*** Block opens ***

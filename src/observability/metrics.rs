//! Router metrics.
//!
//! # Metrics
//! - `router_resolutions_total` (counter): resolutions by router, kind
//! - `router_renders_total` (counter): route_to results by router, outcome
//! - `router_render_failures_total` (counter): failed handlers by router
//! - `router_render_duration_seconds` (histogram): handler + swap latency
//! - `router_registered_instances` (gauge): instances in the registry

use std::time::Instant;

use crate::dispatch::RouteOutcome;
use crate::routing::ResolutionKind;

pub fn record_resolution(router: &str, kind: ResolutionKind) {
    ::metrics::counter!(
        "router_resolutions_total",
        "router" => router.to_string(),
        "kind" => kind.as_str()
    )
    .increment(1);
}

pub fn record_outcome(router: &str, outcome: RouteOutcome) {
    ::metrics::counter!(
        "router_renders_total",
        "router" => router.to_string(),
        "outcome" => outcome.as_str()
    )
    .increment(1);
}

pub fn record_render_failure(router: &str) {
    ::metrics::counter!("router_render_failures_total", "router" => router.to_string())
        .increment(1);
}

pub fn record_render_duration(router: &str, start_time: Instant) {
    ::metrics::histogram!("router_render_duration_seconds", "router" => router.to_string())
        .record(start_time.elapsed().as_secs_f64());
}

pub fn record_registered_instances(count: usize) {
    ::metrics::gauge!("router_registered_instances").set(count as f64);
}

*** Block closes ***
*** Block opens ***

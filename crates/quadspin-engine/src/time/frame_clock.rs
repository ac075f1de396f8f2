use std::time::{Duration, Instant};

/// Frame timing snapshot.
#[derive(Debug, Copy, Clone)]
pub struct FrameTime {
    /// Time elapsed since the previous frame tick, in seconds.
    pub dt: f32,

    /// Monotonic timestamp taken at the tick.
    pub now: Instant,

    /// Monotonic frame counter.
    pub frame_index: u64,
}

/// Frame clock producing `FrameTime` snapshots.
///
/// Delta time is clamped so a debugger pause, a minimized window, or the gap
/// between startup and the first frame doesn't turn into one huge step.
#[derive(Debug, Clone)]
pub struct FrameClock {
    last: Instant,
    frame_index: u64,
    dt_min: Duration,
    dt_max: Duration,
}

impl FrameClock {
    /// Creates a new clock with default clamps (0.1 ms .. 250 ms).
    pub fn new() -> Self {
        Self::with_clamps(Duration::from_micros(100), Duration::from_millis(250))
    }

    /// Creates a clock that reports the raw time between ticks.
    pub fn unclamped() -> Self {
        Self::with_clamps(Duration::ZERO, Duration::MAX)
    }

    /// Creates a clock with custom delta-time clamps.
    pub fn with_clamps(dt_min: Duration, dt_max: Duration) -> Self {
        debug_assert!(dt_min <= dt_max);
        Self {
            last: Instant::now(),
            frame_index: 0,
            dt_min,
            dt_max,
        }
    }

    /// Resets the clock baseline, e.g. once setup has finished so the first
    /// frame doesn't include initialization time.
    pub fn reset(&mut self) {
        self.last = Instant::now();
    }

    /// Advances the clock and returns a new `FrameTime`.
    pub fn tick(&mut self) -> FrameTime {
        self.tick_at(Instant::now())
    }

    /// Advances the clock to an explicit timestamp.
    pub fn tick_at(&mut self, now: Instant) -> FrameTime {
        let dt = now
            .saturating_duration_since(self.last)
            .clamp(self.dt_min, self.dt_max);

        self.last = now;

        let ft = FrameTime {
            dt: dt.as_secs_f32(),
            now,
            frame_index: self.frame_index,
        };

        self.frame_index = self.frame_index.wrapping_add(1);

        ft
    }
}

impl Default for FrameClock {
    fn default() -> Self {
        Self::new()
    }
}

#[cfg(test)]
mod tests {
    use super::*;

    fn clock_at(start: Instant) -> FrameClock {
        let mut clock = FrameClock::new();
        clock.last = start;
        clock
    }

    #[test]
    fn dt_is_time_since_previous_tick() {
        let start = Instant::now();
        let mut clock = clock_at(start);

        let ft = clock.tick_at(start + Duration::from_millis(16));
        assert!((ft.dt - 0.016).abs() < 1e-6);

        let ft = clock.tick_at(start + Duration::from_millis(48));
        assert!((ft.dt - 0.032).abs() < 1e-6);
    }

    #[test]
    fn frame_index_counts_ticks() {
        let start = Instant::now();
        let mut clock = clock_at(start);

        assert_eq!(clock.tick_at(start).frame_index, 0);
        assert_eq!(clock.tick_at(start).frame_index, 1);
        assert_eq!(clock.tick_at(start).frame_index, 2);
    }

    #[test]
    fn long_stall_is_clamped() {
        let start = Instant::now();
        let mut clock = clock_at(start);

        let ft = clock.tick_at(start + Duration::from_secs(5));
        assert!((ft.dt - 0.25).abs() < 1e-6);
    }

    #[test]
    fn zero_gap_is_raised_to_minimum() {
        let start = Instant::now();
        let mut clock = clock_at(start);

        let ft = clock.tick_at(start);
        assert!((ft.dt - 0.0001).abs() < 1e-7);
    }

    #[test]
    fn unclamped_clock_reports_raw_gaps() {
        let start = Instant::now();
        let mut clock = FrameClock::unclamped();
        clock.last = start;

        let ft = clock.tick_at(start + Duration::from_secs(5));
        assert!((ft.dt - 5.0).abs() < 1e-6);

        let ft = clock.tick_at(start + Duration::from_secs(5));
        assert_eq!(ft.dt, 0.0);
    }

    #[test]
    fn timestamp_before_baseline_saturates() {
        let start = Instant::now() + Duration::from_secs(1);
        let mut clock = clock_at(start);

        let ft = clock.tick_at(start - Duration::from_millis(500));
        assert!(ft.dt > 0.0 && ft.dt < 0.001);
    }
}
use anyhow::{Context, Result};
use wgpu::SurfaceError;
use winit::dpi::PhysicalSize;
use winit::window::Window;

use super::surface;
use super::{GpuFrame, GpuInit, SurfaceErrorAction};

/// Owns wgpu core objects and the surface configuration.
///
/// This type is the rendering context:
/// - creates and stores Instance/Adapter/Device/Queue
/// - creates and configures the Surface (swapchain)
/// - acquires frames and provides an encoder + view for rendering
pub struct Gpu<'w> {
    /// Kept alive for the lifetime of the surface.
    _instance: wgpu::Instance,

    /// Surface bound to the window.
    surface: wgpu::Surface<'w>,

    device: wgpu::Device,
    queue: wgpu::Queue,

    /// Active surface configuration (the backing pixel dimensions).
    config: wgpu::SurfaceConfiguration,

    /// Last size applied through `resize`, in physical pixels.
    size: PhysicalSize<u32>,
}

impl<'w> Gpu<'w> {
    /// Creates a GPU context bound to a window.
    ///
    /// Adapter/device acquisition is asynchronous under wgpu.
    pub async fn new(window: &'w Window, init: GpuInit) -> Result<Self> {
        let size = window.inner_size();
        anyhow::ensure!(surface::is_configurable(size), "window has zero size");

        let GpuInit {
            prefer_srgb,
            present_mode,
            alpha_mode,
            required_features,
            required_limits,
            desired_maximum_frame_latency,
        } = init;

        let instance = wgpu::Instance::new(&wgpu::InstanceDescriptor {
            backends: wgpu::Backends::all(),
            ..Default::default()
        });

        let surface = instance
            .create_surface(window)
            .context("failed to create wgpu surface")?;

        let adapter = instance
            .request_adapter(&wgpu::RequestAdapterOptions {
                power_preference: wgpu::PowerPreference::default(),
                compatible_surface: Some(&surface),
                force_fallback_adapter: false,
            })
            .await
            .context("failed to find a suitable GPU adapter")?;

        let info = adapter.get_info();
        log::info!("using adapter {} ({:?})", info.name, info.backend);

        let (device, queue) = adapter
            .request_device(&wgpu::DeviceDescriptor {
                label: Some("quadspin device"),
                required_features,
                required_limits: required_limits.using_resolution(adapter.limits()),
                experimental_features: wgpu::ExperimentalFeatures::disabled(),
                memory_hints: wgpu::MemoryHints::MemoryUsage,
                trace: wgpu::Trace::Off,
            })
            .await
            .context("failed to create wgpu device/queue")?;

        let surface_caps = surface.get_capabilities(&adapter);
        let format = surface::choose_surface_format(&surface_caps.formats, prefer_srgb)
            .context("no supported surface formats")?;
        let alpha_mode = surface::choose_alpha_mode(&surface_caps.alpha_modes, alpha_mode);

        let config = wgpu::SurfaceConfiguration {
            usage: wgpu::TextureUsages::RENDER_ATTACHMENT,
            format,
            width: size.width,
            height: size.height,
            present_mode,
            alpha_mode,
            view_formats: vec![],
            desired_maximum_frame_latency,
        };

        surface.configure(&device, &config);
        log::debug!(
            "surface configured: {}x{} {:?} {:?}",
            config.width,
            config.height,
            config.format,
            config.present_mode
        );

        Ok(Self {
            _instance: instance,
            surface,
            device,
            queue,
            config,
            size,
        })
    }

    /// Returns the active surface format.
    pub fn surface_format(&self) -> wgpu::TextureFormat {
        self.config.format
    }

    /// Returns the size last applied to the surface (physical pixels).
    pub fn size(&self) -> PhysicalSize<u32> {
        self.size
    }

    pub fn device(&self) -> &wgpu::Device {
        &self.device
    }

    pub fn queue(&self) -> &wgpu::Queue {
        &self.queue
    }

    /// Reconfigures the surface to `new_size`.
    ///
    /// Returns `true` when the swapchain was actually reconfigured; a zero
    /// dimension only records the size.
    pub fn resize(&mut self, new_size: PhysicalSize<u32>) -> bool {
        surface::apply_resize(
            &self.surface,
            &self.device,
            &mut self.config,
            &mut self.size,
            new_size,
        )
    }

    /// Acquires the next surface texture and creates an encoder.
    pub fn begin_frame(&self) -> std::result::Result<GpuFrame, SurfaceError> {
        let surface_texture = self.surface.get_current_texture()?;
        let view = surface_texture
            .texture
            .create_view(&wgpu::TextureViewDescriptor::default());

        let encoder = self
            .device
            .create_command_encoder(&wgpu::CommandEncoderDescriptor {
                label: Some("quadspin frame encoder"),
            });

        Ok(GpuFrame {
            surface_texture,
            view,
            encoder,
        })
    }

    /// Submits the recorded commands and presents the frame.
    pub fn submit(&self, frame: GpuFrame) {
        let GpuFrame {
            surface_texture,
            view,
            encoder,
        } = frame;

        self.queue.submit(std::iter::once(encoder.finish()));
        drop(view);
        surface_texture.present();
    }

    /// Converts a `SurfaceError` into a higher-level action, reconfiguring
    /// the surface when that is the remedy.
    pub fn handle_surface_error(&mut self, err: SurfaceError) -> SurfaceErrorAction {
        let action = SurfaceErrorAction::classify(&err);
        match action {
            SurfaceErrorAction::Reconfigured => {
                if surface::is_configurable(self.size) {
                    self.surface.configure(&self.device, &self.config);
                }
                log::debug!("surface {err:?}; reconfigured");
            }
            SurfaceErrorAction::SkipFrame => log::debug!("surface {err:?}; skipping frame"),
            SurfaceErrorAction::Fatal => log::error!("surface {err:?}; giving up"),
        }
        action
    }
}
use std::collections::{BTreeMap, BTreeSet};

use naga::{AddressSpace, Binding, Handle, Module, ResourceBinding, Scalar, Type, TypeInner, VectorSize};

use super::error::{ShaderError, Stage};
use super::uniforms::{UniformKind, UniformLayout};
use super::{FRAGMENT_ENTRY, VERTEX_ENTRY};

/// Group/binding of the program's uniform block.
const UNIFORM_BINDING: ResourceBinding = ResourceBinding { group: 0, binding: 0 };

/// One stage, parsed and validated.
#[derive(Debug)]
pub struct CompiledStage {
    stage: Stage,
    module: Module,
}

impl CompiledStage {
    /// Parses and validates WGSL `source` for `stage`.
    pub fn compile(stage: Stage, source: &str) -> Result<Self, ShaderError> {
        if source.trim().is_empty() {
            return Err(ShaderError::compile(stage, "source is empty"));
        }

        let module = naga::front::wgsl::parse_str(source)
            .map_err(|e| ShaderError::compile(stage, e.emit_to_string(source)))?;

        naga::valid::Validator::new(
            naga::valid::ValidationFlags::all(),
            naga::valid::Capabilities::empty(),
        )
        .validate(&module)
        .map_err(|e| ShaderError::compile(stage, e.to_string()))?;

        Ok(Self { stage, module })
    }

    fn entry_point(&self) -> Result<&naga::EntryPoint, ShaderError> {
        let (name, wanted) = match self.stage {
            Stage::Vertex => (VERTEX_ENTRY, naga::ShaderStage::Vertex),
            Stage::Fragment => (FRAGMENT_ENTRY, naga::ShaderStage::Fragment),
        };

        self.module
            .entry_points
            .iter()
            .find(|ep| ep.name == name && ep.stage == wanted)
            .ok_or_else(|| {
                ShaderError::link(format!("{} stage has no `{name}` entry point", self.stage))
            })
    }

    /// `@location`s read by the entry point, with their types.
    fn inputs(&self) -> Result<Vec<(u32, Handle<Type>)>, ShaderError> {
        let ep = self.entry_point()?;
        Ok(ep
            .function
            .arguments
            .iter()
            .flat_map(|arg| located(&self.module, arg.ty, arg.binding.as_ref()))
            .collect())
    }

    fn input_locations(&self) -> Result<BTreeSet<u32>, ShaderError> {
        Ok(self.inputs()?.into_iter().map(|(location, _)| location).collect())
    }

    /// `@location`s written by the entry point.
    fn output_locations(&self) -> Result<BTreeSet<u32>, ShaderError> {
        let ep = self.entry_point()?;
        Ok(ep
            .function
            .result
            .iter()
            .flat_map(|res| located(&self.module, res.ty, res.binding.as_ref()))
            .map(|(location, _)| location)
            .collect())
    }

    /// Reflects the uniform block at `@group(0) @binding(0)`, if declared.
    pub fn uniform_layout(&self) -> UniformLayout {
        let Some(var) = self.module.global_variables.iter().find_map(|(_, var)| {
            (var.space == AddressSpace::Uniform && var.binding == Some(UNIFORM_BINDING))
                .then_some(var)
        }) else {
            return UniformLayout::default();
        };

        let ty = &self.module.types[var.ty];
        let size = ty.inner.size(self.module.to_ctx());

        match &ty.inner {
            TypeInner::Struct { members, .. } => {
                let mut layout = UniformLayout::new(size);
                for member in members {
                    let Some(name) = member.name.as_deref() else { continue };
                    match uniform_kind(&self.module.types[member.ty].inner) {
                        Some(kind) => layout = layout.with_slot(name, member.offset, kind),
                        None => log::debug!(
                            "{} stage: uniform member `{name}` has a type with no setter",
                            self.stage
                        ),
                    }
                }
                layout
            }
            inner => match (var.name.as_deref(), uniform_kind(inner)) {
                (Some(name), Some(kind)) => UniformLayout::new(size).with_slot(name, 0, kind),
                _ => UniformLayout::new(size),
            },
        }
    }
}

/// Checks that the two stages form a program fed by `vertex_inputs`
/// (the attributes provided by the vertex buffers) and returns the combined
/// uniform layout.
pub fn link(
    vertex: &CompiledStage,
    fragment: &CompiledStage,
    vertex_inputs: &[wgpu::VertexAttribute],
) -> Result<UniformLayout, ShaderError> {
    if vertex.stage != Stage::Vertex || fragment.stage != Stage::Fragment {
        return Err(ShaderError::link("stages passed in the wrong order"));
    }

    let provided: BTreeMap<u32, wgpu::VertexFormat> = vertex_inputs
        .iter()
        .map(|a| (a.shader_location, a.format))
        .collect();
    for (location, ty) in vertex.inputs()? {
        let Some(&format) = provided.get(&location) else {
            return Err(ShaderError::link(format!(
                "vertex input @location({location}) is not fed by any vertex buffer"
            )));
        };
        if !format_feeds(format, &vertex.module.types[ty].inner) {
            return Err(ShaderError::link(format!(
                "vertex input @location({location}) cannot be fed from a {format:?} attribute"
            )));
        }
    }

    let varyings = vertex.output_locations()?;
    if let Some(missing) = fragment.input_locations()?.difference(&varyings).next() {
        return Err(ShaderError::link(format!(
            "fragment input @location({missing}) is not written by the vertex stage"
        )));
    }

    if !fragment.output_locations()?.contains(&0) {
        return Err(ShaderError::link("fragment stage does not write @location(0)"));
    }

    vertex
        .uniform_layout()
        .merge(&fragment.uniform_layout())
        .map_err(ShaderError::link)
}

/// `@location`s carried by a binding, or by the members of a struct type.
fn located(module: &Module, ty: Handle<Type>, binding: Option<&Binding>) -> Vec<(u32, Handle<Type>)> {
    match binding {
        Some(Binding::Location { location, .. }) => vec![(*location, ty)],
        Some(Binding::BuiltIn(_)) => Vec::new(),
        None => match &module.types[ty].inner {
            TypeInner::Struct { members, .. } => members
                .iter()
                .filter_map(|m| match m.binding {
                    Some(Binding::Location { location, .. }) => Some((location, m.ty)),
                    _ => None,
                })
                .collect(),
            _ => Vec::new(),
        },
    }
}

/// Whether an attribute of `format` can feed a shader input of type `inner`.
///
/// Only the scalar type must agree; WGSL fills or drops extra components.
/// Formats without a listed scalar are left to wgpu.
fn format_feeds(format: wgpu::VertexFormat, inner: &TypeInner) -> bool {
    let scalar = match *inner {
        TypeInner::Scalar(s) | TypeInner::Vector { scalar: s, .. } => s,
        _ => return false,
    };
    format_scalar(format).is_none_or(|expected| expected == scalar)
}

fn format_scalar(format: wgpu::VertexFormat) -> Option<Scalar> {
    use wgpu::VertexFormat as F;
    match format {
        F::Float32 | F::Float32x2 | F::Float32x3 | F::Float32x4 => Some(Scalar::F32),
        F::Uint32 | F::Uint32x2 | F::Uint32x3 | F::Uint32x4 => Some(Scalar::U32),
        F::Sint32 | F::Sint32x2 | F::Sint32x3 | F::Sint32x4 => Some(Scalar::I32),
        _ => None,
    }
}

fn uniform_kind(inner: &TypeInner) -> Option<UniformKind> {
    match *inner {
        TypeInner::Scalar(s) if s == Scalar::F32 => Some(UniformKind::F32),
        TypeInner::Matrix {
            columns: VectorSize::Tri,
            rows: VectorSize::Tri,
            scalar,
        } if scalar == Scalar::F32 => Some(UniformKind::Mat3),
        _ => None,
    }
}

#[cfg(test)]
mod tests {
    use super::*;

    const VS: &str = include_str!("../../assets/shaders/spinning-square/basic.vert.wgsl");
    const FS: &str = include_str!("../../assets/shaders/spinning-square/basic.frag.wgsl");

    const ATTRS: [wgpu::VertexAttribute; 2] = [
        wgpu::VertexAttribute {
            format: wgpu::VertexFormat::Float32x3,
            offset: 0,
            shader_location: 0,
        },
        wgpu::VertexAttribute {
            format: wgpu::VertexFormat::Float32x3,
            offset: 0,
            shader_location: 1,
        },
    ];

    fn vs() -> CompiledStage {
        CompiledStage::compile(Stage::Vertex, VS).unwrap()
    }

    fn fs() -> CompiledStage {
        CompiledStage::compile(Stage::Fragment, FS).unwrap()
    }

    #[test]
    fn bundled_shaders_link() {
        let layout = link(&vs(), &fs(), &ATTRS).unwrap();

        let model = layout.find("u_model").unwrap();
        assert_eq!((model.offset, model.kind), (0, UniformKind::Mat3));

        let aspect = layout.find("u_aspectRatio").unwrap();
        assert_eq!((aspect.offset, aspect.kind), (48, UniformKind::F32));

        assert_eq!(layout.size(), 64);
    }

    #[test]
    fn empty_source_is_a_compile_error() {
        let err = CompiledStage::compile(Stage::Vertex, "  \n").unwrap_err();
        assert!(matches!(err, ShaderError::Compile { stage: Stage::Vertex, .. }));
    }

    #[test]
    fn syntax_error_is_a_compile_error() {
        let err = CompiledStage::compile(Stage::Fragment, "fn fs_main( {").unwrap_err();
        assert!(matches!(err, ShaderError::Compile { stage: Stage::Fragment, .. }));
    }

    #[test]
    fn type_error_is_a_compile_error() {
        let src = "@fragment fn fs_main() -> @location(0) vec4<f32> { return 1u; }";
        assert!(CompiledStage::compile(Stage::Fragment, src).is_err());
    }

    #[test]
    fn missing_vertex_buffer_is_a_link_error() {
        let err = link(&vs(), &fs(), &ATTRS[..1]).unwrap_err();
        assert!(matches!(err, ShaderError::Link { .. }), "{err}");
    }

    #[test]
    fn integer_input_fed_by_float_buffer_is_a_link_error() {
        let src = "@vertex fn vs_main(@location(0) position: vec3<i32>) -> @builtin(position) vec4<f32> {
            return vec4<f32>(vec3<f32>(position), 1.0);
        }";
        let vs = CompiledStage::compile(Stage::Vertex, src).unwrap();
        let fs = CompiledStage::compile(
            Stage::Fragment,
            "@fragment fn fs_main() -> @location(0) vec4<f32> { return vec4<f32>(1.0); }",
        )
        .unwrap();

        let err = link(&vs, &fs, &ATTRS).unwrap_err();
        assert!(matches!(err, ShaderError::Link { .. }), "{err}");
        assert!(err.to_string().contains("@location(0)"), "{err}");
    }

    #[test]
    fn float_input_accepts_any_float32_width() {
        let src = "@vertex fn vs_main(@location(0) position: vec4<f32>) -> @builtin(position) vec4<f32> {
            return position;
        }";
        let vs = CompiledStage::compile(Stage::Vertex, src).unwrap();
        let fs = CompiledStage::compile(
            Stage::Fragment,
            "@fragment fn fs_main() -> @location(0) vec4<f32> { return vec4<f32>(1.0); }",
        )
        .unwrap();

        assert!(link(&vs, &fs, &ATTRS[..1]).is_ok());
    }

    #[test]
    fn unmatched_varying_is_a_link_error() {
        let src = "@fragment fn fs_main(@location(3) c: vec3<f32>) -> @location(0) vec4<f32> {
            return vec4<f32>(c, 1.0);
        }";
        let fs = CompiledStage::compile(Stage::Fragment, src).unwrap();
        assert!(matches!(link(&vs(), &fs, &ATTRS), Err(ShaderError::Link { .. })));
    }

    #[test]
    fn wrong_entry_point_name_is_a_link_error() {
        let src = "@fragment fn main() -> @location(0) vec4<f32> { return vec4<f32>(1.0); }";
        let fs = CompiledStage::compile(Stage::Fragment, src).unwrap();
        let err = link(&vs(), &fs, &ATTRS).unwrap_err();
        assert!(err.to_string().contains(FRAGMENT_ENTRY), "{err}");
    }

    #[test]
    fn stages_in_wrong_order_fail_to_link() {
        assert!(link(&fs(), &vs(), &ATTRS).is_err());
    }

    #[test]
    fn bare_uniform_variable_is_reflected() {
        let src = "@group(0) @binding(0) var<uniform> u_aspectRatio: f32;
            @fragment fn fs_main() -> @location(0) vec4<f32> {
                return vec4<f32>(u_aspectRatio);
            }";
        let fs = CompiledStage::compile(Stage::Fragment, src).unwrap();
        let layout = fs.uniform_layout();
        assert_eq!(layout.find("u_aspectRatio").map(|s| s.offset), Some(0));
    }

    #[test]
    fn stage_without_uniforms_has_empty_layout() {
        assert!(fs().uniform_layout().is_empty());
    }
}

*** Block closes ***

* _Try it_:
The lines to extract from the data above begin with the line containing "pub fn with_clamps(dt_min: Duration, dt_max: Duration)" and end with the line containing "so the first". Extract them exactly, including both.

* _Task answer_:
    pub fn with_clamps(dt_min: Duration, dt_max: Duration) -> Self {
        debug_assert!(dt_min <= dt_max);
        Self {
            last: Instant::now(),
            frame_index: 0,
            dt_min,
            dt_max,
        }
    }

    /// Resets the clock baseline, e.g. once setup has finished so the first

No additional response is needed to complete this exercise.